When “cat” is at position 1 in “The cat sat on the”:

“cat” transformed by W_search must be similar to “sat” transformed by W_offer

Because alignment with “sat” helps predict “mat”

When “cat” is at position 2 in “Brian typed cat into the”:

“cat” transformed by W_search must be similar to “typed” transformed by W_offer

Because alignment with “typed” helps predict “terminal”

When “cat” is at position 4 in “Is your warm black cat”:

“cat” transformed by W_search must be similar to “Is” transformed by W_offer

Because alignment with “Is” helps predict “happy”

The small positional differences ([1.00, 0.60] vs [1.10, 0.60] vs [1.20, 0.50]) must result in W_search transformations that are similar to completely different W_offer transformations.

How the network computes alignment

Every positioned embedding gets multiplied by both relevance matrices, producing two vectors per position:

(positioned embedding) × W_search → one vector

(positioned embedding) × W_offer → another vector

To compute how strongly position j aligns with position i:

1. Take position i’s W_search transformation

2. Take position j’s W_offer transformation

3. Dot product gives a score

4. After softmax across all j, this score becomes a weight

5. Position i’s new representation is the weighted sum of all positions’ embeddings, weighted by these alignment scores

No word “decides” anything. The matrices are fixed (after training), the dot product is just arithmetic, and the alignments are determined entirely by which transformations happen to be similar.

Training adjusts W_search and W_offer until the similarities produce alignment patterns that reduce prediction error.

Why this seems impossible but works

In 2D, there’s almost no room to manoeuvre. The positional nudges are tiny compared to what’s being asked.

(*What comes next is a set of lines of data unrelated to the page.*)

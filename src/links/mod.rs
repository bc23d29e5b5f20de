//! Link import and export
//!
//! Turns selected tabs into plain, Markdown or HTML link lists for the
//! clipboard, and turns pasted text back into URLs to open.

mod clipboard;
mod export;
mod parse;

pub use clipboard::{Clipboard, ClipboardError, MemoryClipboard, SystemClipboard};
pub use export::{LinkFormat, escape_html, export_links};
pub use parse::parse_links;
//! Output formatting for CLI display
//!
//! Renders a [`FilteredView`] as indented text: one header per window, one
//! line per tab, with fuzzy matches highlighted.

use crate::app::ViewMode;
use crate::inventory::clean_text;
use crate::search::{FilteredView, Segment, TabMatch, segments, window_label};
use crate::selection::SelectionState;
use colored::Colorize;

/// How tab rows are drawn
#[derive(Debug, Clone, Copy, PartialEq, Eq)]
pub struct RowStyle {
    pub view_mode: ViewMode,
    pub show_urls: bool,
    /// Plain url per line, nothing else
    pub quiet: bool,
}

/// Join segments, highlighting the matched runs
#[must_use]
pub fn highlight(parts: &[Segment]) -> String {
    parts
        .iter()
        .map(|s| {
            if s.matched {
                s.text.yellow().bold().to_string()
            } else {
                s.text.clone()
            }
        })
        .collect()
}

fn highlighted(text: &str, positions: &[usize]) -> String {
    if positions.is_empty() {
        return clean_text(text);
    }
    // Positions index the raw text, so whitespace is flattened per char
    let parts: Vec<Segment> = segments(text, positions)
        .into_iter()
        .map(|s| Segment {
            text: s.text.replace(char::is_whitespace, " "),
            matched: s.matched,
        })
        .collect();
    highlight(&parts)
}

/// Format one tab row
#[must_use]
pub fn tab_line(entry: &TabMatch<'_>, selected: bool, style: RowStyle) -> String {
    if style.quiet {
        return entry.tab.url.clone();
    }

    let marker = if selected { "[x]" } else { "[ ]" };
    let active = if entry.tab.active { "*" } else { " " };
    let title = if entry.tab.title.is_empty() {
        "(untitled)".dimmed().to_string()
    } else {
        highlighted(&entry.tab.title, &entry.title_positions)
    };

    let mut line = format!("  {marker}{active}{:>5}  {title}", entry.tab.id.0);
    if style.show_urls {
        let url = highlighted(&entry.tab.url, &entry.url_positions);
        match style.view_mode {
            ViewMode::Cozy => line.push_str(&format!("\n              {}", url.dimmed())),
            ViewMode::Compact | ViewMode::Normal => line.push_str(&format!("  {}", url.dimmed())),
        }
    }
    line
}

/// Format the whole view, windows in ranked order
#[must_use]
pub fn render_view(view: &FilteredView<'_>, selection: &SelectionState, style: RowStyle) -> Vec<String> {
    let mut lines = Vec::new();
    for entry in &view.windows {
        if !style.quiet {
            let mut header = window_label(entry, view.is_filtered()).bold().to_string();
            if entry.window.focused {
                header.push_str(&format!(" {}", "(focused)".green()));
            }
            lines.push(header);
        }
        for tab in &entry.tabs {
            lines.push(tab_line(tab, selection.contains(tab.tab.id), style));
        }
    }
    lines
}
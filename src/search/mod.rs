//! Tab search
//!
//! Fuzzy scoring, filtering and ranking of the inventory, plus the helpers
//! the presentation layer needs to highlight matches and summarize results.

pub mod filter;
pub mod highlight;
pub mod scorer;
pub mod summary;

pub use filter::{FilteredView, SearchMode, TabMatch, WindowMatches, filter_windows};
pub use highlight::{Segment, segments};
pub use scorer::{FuzzyMatch, fuzzy_match};
pub use summary::{plural, summary_label, window_label};
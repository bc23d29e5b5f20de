//! Tab manager controller
//!
//! `TabManager` owns the application state, the inventory provider, the
//! clipboard and the toast sink. Every user-visible operation is a method
//! here. Operations that change the host re-fetch the whole inventory
//! afterwards, whether they succeeded or not, so the state never drifts from
//! what the host actually holds.

use super::state::{AppState, Modal, OpenMode};
use crate::config::TablibConfig;
use crate::inventory::{InventoryProvider, MovePosition, ProviderError, Snapshot, TabId, WindowId};
use crate::keybinds::{KeyDispatcher, KeyEvent, KeyParseError, TabAction};
use crate::links::{Clipboard, LinkFormat, export_links, parse_links};
use crate::notify::Subscription;
use crate::optimize::{self, OptimizationPlan, PlanError, Thresholds};
use crate::search::{FilteredView, SearchMode, plural};
use crate::selection::{ClickModifiers, ClickOutcome};
use crate::ui::OutputWriter;
use thiserror::Error;

/// Errors the controller cannot absorb into a toast
#[derive(Debug, Error)]
pub enum AppError {
    /// The inventory could not be fetched
    #[error("Failed to load tabs: {0}")]
    Provider(#[from] ProviderError),

    #[error("Invalid keybind: {0}")]
    Keybind(#[from] KeyParseError),
}

/// Result type for controller operations
pub type Result<T> = std::result::Result<T, AppError>;

/// What an operation did
#[derive(Debug, Clone, PartialEq, Eq)]
pub enum ActionOutcome {
    /// The operation ran and touched `affected_count` tabs or actions
    Success { affected_count: usize },

    /// Nothing to do, e.g. no tabs selected
    Noop,

    /// Input was rejected before any host call
    Rejected(String),

    /// The host failed part-way; state has been re-fetched
    Failed(String),
}

impl ActionOutcome {
    #[must_use]
    pub const fn is_success(&self) -> bool {
        matches!(self, Self::Success { .. })
    }

    #[must_use]
    pub const fn affected_count(&self) -> Option<usize> {
        match self {
            Self::Success { affected_count } => Some(*affected_count),
            _ => None,
        }
    }
}

/// Single owner of the tab manager state
pub struct TabManager<P: InventoryProvider> {
    state: AppState,
    provider: P,
    clipboard: Box<dyn Clipboard>,
    output: Box<dyn OutputWriter>,
    keys: KeyDispatcher,
    generation: u64,
}
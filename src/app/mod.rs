//! Application state and controller

mod controller;
mod state;

pub use controller::{ActionOutcome, AppError, TabManager};
pub use state::{AppState, Modal, OpenMode, ViewMode};
//! Keyboard shortcuts for the tab list.
//!
//! Key strings from the `[keybinds]` config table are parsed into a lookup
//! table that maps key presses onto [`TabAction`]s.

pub mod actions;
pub mod config;
pub mod dispatch;
pub mod help;

pub use actions::TabAction;
pub use config::{KeybindConfig, KeybindDef};
pub use dispatch::{KeyCombo, KeyDispatcher, KeyEvent, KeyParseError};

In real models (768D, 4096D), there’s vastly more geometric room. The positional encoding can push the W_search transformation into a subspace where “sat”-like W_offer transformations are similar, or a different subspace where “typed”-like W_offer transformations are similar. The curse of dimensionality becomes a blessing – there are enough nearly-orthogonal directions to encode many different alignment patterns without interference.

[And yes – W_offer and W_search do correspond to those Query and Key matrices in traditional explanations of self-attention – Alexis]

Another way to think of W_offer and W_search

Self-attention is a weighted average over the past

That sentence hides the important bit, so let’s unpack it.

For a given token at position t:

Compute a weight for every previous position
Take the weighted sum of their representations
That sum becomes the new representation at position t

Mathematically: output(t) = Σᵢ weight(t, i) × representation(i)

That’s it. A weighted average.

A naive average treats all previous positions equally. Self-attention doesn’t:

The weights are content-dependent. Different tokens produce different weights. “cat” in one context might weight “sat” heavily; in another context it might weight “typed” heavily.
The weights are sharply non-uniform. Softmax concentrates mass on a few positions. Most tokens contribute almost nothing.

So while the mechanism is averaging, the effect is selective combination.

From bigrams to self-attention

Bigram: position t looks only at position t-1. Fixed window (N=2), no learned relevance.

N-gram: position t looks at positions t-1, t-2, … t-N. Larger fixed window, but still no content-dependent weighting.

Self-attention: position t looks at all previous positions, with weights computed from content. Variable window, learned relevance.

Self-attention is what you get when you ask: “What if we let each position decide how much to weight every previous position, based on what’s actually there?”